FCA Operational Resilience (PS21/3): What Financial Firms Must Deliver by March 2025
The FCA and PRA's operational resilience policy (PS21/3) is not a cybersecurity regulation in name — but every important business service a financial firm must protect runs on IT systems. The requirement to identify services, set impact tolerances, and demonstrate you can remain within tolerance during a severe but plausible disruption directly demands documented cybersecurity and business continuity controls. By March 2025, firms must have completed their self-assessment and be able to evidence they can survive disruption to their most critical services. For firms that have not yet mapped their technology dependencies, the window is closing.
FCA and PRA require every regulated firm to set a specific impact tolerance for every important business service — expressed in time, volume, or financial terms.
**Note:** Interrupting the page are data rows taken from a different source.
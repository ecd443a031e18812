use std::time::Duration;

use async_trait::async_trait;
use nimbus_common::bus::EventType;
use nimbus_common::{CoreResult, InstanceState, LoadBalancer, ResourceStatus};
use nimbus_providers::inventory::{ProxySpec, ProxyTarget};
use serde_json::json;
use tokio_util::sync::CancellationToken;

use crate::services::InstanceService;
use crate::store::TargetView;
use crate::worker::Reconciler;

/// Keeps every declared load balancer realized as a proxy whose upstreams are
/// exactly its Running targets.
pub struct LbReconciler {
    svc: InstanceService,
    period: Duration,
}

impl LbReconciler {
    pub fn new(svc: InstanceService) -> Self {
        Self {
            svc,
            period: Duration::from_secs(5),
        }
    }

    pub fn with_period(mut self, period: Duration) -> Self {
        self.period = period;
        self
    }

    async fn reconcile_one(&self, lb: &LoadBalancer) -> CoreResult<bool> {
        let store = self.svc.store();
        let proxy = &self.svc.backends().proxy;
        let ctx = self.svc.call_context();
        let lb_ref = lb.id.to_string();

        if lb.status == ResourceStatus::Deleting {
            proxy.remove(&ctx, &lb_ref).await?;
            store.delete_lb(lb.id).await?;
            tracing::info!(lb_id = %lb.id, "load balancer removed");
            self.svc
                .events()
                .publish(EventType::LbRemoved, json!({ "lb_id": lb.id, "name": lb.name }))
                .await;
            return Ok(true);
        }

        let spec = ProxySpec {
            id: lb_ref,
            port: u16::try_from(lb.port).unwrap_or_default(),
            algorithm: lb.algorithm,
        };
        let targets = proxy_targets(&store.list_targets(lb.id).await?);

        match lb.proxy_id.as_deref() {
            None => {
                let handle = proxy.deploy(&ctx, &spec, &targets).await?;
                store.set_lb_proxy(lb.id, &handle).await?;
                tracing::info!(lb_id = %lb.id, targets = targets.len(), "load balancer deployed");
                self.svc
                    .events()
                    .publish(
                        EventType::LbDeployed,
                        json!({ "lb_id": lb.id, "name": lb.name, "port": lb.port, "targets": targets.len() }),
                    )
                    .await;
                Ok(true)
            }
            Some(_) => {
                proxy.update(&ctx, &spec, &targets).await?;
                tracing::debug!(lb_id = %lb.id, targets = targets.len(), "load balancer updated");
                Ok(false)
            }
        }
    }
}

/// Upstreams for the proxy: only targets whose instance is Running with a handle.
pub fn proxy_targets(views: &[TargetView]) -> Vec<ProxyTarget> {
    views
        .iter()
        .filter(|v| v.state == InstanceState::Running)
        .filter_map(|v| {
            Some(ProxyTarget {
                instance_handle: v.backend_handle.clone()?,
                port: u16::try_from(v.target.port).ok()?,
                weight: u32::try_from(v.target.weight).unwrap_or(1).max(1),
            })
        })
        .collect()
}

#[async_trait]
impl Reconciler for LbReconciler {
    fn name(&self) -> &'static str {
        "lb"
    }

    fn period(&self) -> Duration {
        self.period
    }

    async fn reconcile(&self, token: &CancellationToken) -> CoreResult<usize> {
        let mut acted = 0;
        for lb in self.svc.store().list_lbs().await? {
            if token.is_cancelled() {
                break;
            }
            match self.reconcile_one(&lb).await {
                Ok(true) => acted += 1,
                Ok(false) => {}
                Err(e) => tracing::warn!(lb_id = %lb.id, error = %e, "load balancer not reconciled"),
            }
        }
        Ok(acted)
    }
}
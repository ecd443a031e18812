//! Virtual-machine compute adapter backed by a local libvirt daemon.
//!
//! Handles are sanitized domain names. Every domain boots from a root volume
//! named `<name>-root` in the default storage pool.

pub mod virsh;
pub mod xml;

use std::collections::HashMap;
use std::path::PathBuf;
use std::sync::Arc;
use std::time::Duration;

use async_trait::async_trait;
use bytes::Bytes;
use futures_util::stream::{self, StreamExt};
use nimbus_common::validate::sanitize_domain_name;
use nimbus_common::PortMapping;
use tokio::sync::RwLock;
use tokio_util::sync::CancellationToken;
use tracing::{debug, info, warn};

use crate::error::check_identifier;
use crate::inventory::{LaunchInfo, LaunchOptions};
use crate::runner::CommandRunner;
use crate::{BackendError, BackendResult, ByteStream, CallContext, ComputeBackend};

pub use virsh::{DhcpLease, DomainState, VirshSession, VirtSession, MEM_STAT_ACTUAL, MEM_STAT_RSS};
pub use xml::MachineProfile;

pub const DEFAULT_ROOT_BYTES: u64 = 10 * 1024 * 1024 * 1024;
pub const DEFAULT_CPUS: u32 = 1;
pub const DEFAULT_MEMORY_BYTES: u64 = 512 * 1024 * 1024;
pub const DEFAULT_NETWORK: &str = "default";

/// Budget for the background port-forward setup after a launch.
const PORT_FORWARD_TIMEOUT: Duration = Duration::from_secs(120);

type PortTable = Arc<RwLock<HashMap<String, Vec<PortMapping>>>>;

#[derive(Clone)]
pub struct HypervisorBackend {
    session: Arc<dyn VirtSession>,
    runner: Arc<dyn CommandRunner>,
    /// Installed (external, internal) forwards per domain.
    ports: PortTable,
    profile: MachineProfile,
    poll_interval: Duration,
    log_dir: PathBuf,
    shutdown: CancellationToken,
}

impl HypervisorBackend {
    pub fn new(session: Arc<dyn VirtSession>, runner: Arc<dyn CommandRunner>, profile: MachineProfile) -> Self {
        Self {
            session,
            runner,
            ports: Arc::new(RwLock::new(HashMap::new())),
            profile,
            poll_interval: Duration::from_secs(1),
            log_dir: PathBuf::from("/var/log/libvirt/qemu"),
            shutdown: CancellationToken::new(),
        }
    }

    pub fn with_poll_interval(mut self, interval: Duration) -> Self {
        self.poll_interval = interval;
        self
    }

    pub fn with_log_dir(mut self, dir: impl Into<PathBuf>) -> Self {
        self.log_dir = dir.into();
        self
    }

    fn root_volume(name: &str) -> String {
        format!("{name}-root")
    }

    /// Clones the image volume when the pool has it, otherwise allocates an
    /// empty sparse root volume. Returns the volume's on-host path.
    async fn prepare_root(&self, ctx: &CallContext, pool: &str, name: &str, image: &str) -> BackendResult<String> {
        let root = Self::root_volume(name);
        if !image.is_empty() {
            if let Some(_src) = self.session.volume_path(ctx, pool, image).await? {
                match self.session.clone_volume(ctx, pool, image, &root).await {
                    Ok(path) => return Ok(path),
                    Err(e) => {
                        warn!(domain = name, image, error = %e, "image clone failed, using empty root volume");
                        // A failed clone can leave a partial target behind.
                        match self.session.delete_volume(ctx, pool, &root).await {
                            Ok(()) | Err(BackendError::NotFound(_)) => {}
                            Err(e) => warn!(domain = name, error = %e, "partial root volume not removed"),
                        }
                    }
                }
            } else {
                debug!(domain = name, image, "image not in pool, using empty root volume");
            }
        }
        self.session.create_volume(ctx, pool, &root, DEFAULT_ROOT_BYTES).await
    }

    async fn define_and_start(&self, ctx: &CallContext, name: &str, disk: &str, opts: &LaunchOptions) -> BackendResult<()> {
        let network = opts.network.as_deref().unwrap_or(DEFAULT_NETWORK);
        let memory = opts.memory_bytes.unwrap_or(DEFAULT_MEMORY_BYTES);
        let domain = xml::render_domain(&xml::DomainSpec {
            name,
            cpus: opts.cpus.unwrap_or(DEFAULT_CPUS),
            memory_kib: memory / 1024,
            disk_path: disk,
            network,
            profile: &self.profile,
        })?;
        self.session.define_domain(ctx, &domain).await?;
        self.session.start_domain(ctx, name).await
    }

    /// Best-effort removal of whatever a failed launch left behind.
    async fn rollback_launch(&self, ctx: &CallContext, pool: &str, name: &str) {
        if let Ok(Some(_)) = self.session.domain_state(ctx, name).await {
            if let Err(e) = self.session.undefine_domain(ctx, name).await {
                warn!(domain = name, error = %e, "rollback: undefine failed");
            }
        }
        match self.session.delete_volume(ctx, pool, &Self::root_volume(name)).await {
            Ok(()) | Err(BackendError::NotFound(_)) => {}
            Err(e) => warn!(domain = name, error = %e, "rollback: root volume delete failed"),
        }
    }

    /// Installs DNAT + FORWARD rules for each `external:internal` mapping and
    /// records the pairs consulted by `get_exposed_port`.
    pub async fn setup_port_forwarding(&self, ctx: &CallContext, name: &str, mappings: &[String]) -> BackendResult<()> {
        let parsed: Vec<PortMapping> = mappings
            .iter()
            .filter_map(|m| match PortMapping::parse(m) {
                Some(p) => Some(p),
                None => {
                    warn!(domain = name, mapping = %m, "skipping malformed port mapping");
                    None
                }
            })
            .collect();
        if parsed.is_empty() {
            return Ok(());
        }

        let ip = self.get_ip(ctx, name).await?;
        let mut installed = Vec::with_capacity(parsed.len());
        for p in parsed {
            let ext = p.external.to_string();
            let int = p.internal.to_string();
            let dest = format!("{ip}:{int}");
            let dnat = [
                "-t", "nat", "-A", "PREROUTING", "-p", "tcp", "--dport", &ext, "-j", "DNAT",
                "--to-destination", &dest,
            ];
            let forward = ["-A", "FORWARD", "-p", "tcp", "-d", &ip, "--dport", &int, "-j", "ACCEPT"];
            for args in [&dnat[..], &forward[..]] {
                match self.runner.run(ctx, "iptables", args).await {
                    Ok(out) => {
                        out.check("iptables")?;
                    }
                    Err(BackendError::BinaryMissing(bin)) => {
                        warn!(domain = name, binary = %bin, "packet filter not installed, port forwarding disabled");
                        return Ok(());
                    }
                    Err(e) => return Err(e),
                }
            }
            installed.push(p);
        }

        info!(domain = name, ip = %ip, count = installed.len(), "port forwarding installed");
        self.ports.write().await.insert(name.to_string(), installed);
        Ok(())
    }

    fn spawn_port_forwarding(&self, name: String, mappings: Vec<String>) {
        if mappings.is_empty() {
            return;
        }
        let this = self.clone();
        let ctx = CallContext::new(self.shutdown.child_token(), PORT_FORWARD_TIMEOUT);
        tokio::spawn(async move {
            if let Err(e) = this.setup_port_forwarding(&ctx, &name, &mappings).await {
                warn!(domain = %name, error = %e, "port forwarding setup failed");
            }
        });
    }

    async fn wait_for_shutoff(&self, ctx: &CallContext, name: &str) -> BackendResult<i64> {
        loop {
            match self.session.domain_state(ctx, name).await? {
                Some(DomainState::Shutoff) => return Ok(0),
                Some(_) => {}
                None => return Err(BackendError::NotFound(name.to_string())),
            }
            ctx.sleep(self.poll_interval).await?;
        }
    }
}

#[async_trait]
impl ComputeBackend for HypervisorBackend {
    fn kind(&self) -> &'static str {
        match self.profile {
            MachineProfile::Standard => "hypervisor",
            MachineProfile::MicroVm { .. } => "micro-vm",
        }
    }

    async fn ping(&self, ctx: &CallContext) -> BackendResult<()> {
        self.session.ping(ctx).await
    }

    async fn launch(&self, ctx: &CallContext, opts: &LaunchOptions) -> BackendResult<LaunchInfo> {
        let name = sanitize_domain_name(&opts.name);
        check_identifier("name", &name)?;
        if !opts.image.is_empty() {
            check_identifier("image", &opts.image)?;
        }
        if let Some(net) = &opts.network {
            check_identifier("network", net)?;
        }

        let pool = self.session.default_pool(ctx).await?;
        let disk = match self.prepare_root(ctx, &pool, &name, &opts.image).await {
            Ok(disk) => disk,
            Err(e) => {
                warn!(domain = %name, error = %e, "root volume not prepared, rolling back");
                self.rollback_launch(ctx, &pool, &name).await;
                return Err(e);
            }
        };

        if let Err(e) = self.define_and_start(ctx, &name, &disk, opts).await {
            warn!(domain = %name, error = %e, "launch failed, rolling back");
            self.rollback_launch(ctx, &pool, &name).await;
            return Err(e);
        }

        info!(domain = %name, disk = %disk, "domain started");
        self.spawn_port_forwarding(name.clone(), opts.ports.clone());
        Ok(LaunchInfo {
            handle: name,
            info: serde_json::json!({ "disk": disk, "pool": pool }),
        })
    }

    async fn start(&self, ctx: &CallContext, handle: &str) -> BackendResult<()> {
        check_identifier("handle", handle)?;
        self.session.start_domain(ctx, handle).await
    }

    async fn stop(&self, ctx: &CallContext, handle: &str) -> BackendResult<()> {
        check_identifier("handle", handle)?;
        self.session.shutdown_domain(ctx, handle).await
    }

    async fn delete(&self, ctx: &CallContext, handle: &str) -> BackendResult<()> {
        check_identifier("handle", handle)?;
        if let Some(state) = self.session.domain_state(ctx, handle).await? {
            if state.is_active() {
                match self.session.destroy_domain(ctx, handle).await {
                    Ok(()) | Err(BackendError::NotFound(_)) => {}
                    Err(e) => return Err(e),
                }
            }
            match self.session.undefine_domain(ctx, handle).await {
                Ok(()) | Err(BackendError::NotFound(_)) => {}
                Err(e) => return Err(e),
            }
        }
        let pool = self.session.default_pool(ctx).await?;
        match self.session.delete_volume(ctx, &pool, &Self::root_volume(handle)).await {
            Ok(()) | Err(BackendError::NotFound(_)) => {}
            Err(e) => return Err(e),
        }
        // Firewall rules stay behind; only the lookup table is cleared.
        self.ports.write().await.remove(handle);
        info!(domain = handle, "domain deleted");
        Ok(())
    }

    async fn logs(&self, _ctx: &CallContext, handle: &str) -> BackendResult<ByteStream> {
        check_identifier("handle", handle)?;
        let path = self.log_dir.join(format!("{handle}.log"));
        let data = tokio::fs::read(&path)
            .await
            .map_err(|e| match e.kind() {
                std::io::ErrorKind::NotFound => BackendError::NotFound(path.display().to_string()),
                _ => BackendError::Unavailable(e.to_string()),
            })?;
        Ok(stream::iter([Ok(Bytes::from(data))]).boxed())
    }

    async fn stats(&self, ctx: &CallContext, handle: &str) -> BackendResult<ByteStream> {
        check_identifier("handle", handle)?;
        let table = self.session.memory_stats(ctx, handle).await?;
        let lookup = |tag: u32| table.iter().find(|(t, _)| *t == tag).map(|(_, kib)| kib * 1024).unwrap_or(0);
        let body = serde_json::json!({
            "memory_stats": {
                "usage": lookup(MEM_STAT_RSS),
                "limit": lookup(MEM_STAT_ACTUAL),
            }
        });
        Ok(stream::iter([Ok(Bytes::from(body.to_string()))]).boxed())
    }

    async fn get_exposed_port(&self, _ctx: &CallContext, handle: &str, internal_port: u16) -> BackendResult<u16> {
        self.ports
            .read()
            .await
            .get(handle)
            .and_then(|pairs| pairs.iter().find(|p| p.internal == internal_port))
            .map(|p| p.external)
            .ok_or_else(|| BackendError::NotFound(format!("{handle} port {internal_port}")))
    }

    async fn get_ip(&self, ctx: &CallContext, handle: &str) -> BackendResult<String> {
        check_identifier("handle", handle)?;
        let res: BackendResult<String> = async {
            loop {
                let dump = self.session.domain_xml(ctx, handle).await?;
                let iface = xml::parse_interface(&dump)?;
                let leases = self.session.dhcp_leases(ctx, &iface.network).await?;
                if let Some(lease) = leases.into_iter().find(|l| l.mac.eq_ignore_ascii_case(&iface.mac)) {
                    return Ok::<String, BackendError>(lease.ip);
                }
                ctx.sleep(self.poll_interval).await?;
            }
        }
        .await;
        match res {
            Err(BackendError::DeadlineExceeded) => Err(BackendError::IpNotAssigned(handle.to_string())),
            other => other,
        }
    }

    async fn exec(&self, _ctx: &CallContext, _handle: &str, _argv: &[String]) -> BackendResult<Vec<u8>> {
        Err(BackendError::Unsupported("exec requires a guest agent".into()))
    }

    async fn run_task(&self, ctx: &CallContext, opts: &LaunchOptions) -> BackendResult<LaunchInfo> {
        self.launch(ctx, opts).await
    }

    async fn wait_task(&self, ctx: &CallContext, handle: &str) -> BackendResult<i64> {
        check_identifier("handle", handle)?;
        self.wait_for_shutoff(ctx, handle).await
    }

    async fn attach_volume(&self, ctx: &CallContext, handle: &str, volume_path: &str) -> BackendResult<()> {
        check_identifier("handle", handle)?;
        let dump = self.session.domain_xml(ctx, handle).await?;
        if xml::parse_disks(&dump)?.iter().any(|(src, _)| src == volume_path) {
            return Ok(());
        }
        let target = xml::next_disk_target(&dump)?;
        self.session.attach_disk(ctx, handle, volume_path, &target).await
    }

    async fn detach_volume(&self, ctx: &CallContext, handle: &str, volume_path: &str) -> BackendResult<()> {
        check_identifier("handle", handle)?;
        match self.session.detach_disk(ctx, handle, volume_path).await {
            Ok(()) | Err(BackendError::NotFound(_)) => Ok(()),
            Err(e) => Err(e),
        }
    }

    async fn console_url(&self, ctx: &CallContext, handle: &str) -> BackendResult<String> {
        check_identifier("handle", handle)?;
        let dump = self.session.domain_xml(ctx, handle).await?;
        xml::parse_console_url(&dump)
    }

    async fn close(&self) {
        self.shutdown.cancel();
    }
}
The Three Core Requirements of PS21/3
PS21/3 establishes a framework with three sequential requirements that build on each other:
- Step 1 — Identify important business services: Services that, if disrupted, would cause harm to consumers or market integrity. Examples: client onboarding, order execution, payment processing, custody, financial advice delivery
- Step 2 — Set impact tolerances: The maximum tolerable level and duration of disruption for each service — expressed in specific terms (e.g., "payment processing cannot be disrupted for more than 4 hours at any time")
- Step 3 — Test and self-assess: Firms must test their ability to remain within impact tolerances using severe but plausible scenarios, document the results, and submit a self-assessment to their supervisor on request
What Counts as a Severe But Plausible Disruption
The FCA and PRA expect testing scenarios that reflect real threats — not comfortable best-case assumptions. For cybersecurity, severe but plausible scenarios include:
- Ransomware attack rendering core systems unavailable for 48–72 hours
- Compromise of a critical SaaS provider (CRM, portfolio management, order management system)
- Insider threat leading to mass data exfiltration and system disruption
- DDoS attack against client-facing portals or trading infrastructure
- Supply chain compromise of a critical software vendor or managed service provider
- Loss of a data centre or cloud region hosting material systems
The Self-Assessment: What Supervisors Expect to See
The FCA and PRA expect firms to maintain a written self-assessment document that they can produce on request. It must demonstrate: a complete map of the firm's important business services; documented impact tolerances with rationale; a record of testing conducted, scenarios used, and outcomes; identified vulnerabilities and a remediation plan with timelines; and board-level sign-off by a Senior Manager accountable under SMCR. Firms that cannot produce this document are at material regulatory risk.
How Hadrian Supports Operational Resilience Mapping
You cannot set an impact tolerance for a business service without understanding the technology that delivers it — and you cannot assess your resilience without knowing where your exposures are. Hadrian's attack surface management platform maps your external-facing infrastructure: client portals, APIs, trading platforms, partner integrations, and any shadow IT your teams have deployed. That map becomes the foundation for your important business service analysis. When vulnerabilities are identified, Hadrian provides the evidence that your firm is actively managing them — exactly what PS21/3 self-assessments require.
Frequently Asked Questions
Which firms are subject to PS21/3 operational resilience rules?
PS21/3 applies to banks, building societies, PRA-designated investment firms, insurers, and Solvency II firms regulated by the PRA. FCA-only regulated firms — including wealth managers, IFAs, mortgage brokers, and payment institutions above certain thresholds — are subject to the FCA's equivalent operational resilience requirements under SYSC and the FCA's supervisory approach.
What happens if we cannot stay within our impact tolerances?
If testing reveals that a firm cannot stay within its impact tolerances during a severe but plausible scenario, the firm must document this, identify the cause, and produce a credible remediation plan. The FCA and PRA do not expect perfection — they expect honesty and progress. What they will not tolerate is a firm that claims resilience it cannot demonstrate, or that fails to act on identified vulnerabilities.
Is a third-party cloud outage our problem under PS21/3?
Yes. If your important business services depend on a cloud provider, and that provider suffers an outage, your firm remains responsible for staying within its impact tolerances. This is precisely why SS2/21 (outsourcing) requires documented exit plans, contractual SLAs, and concentration risk analysis. The FCA's view is that outsourcing does not outsource regulatory responsibility.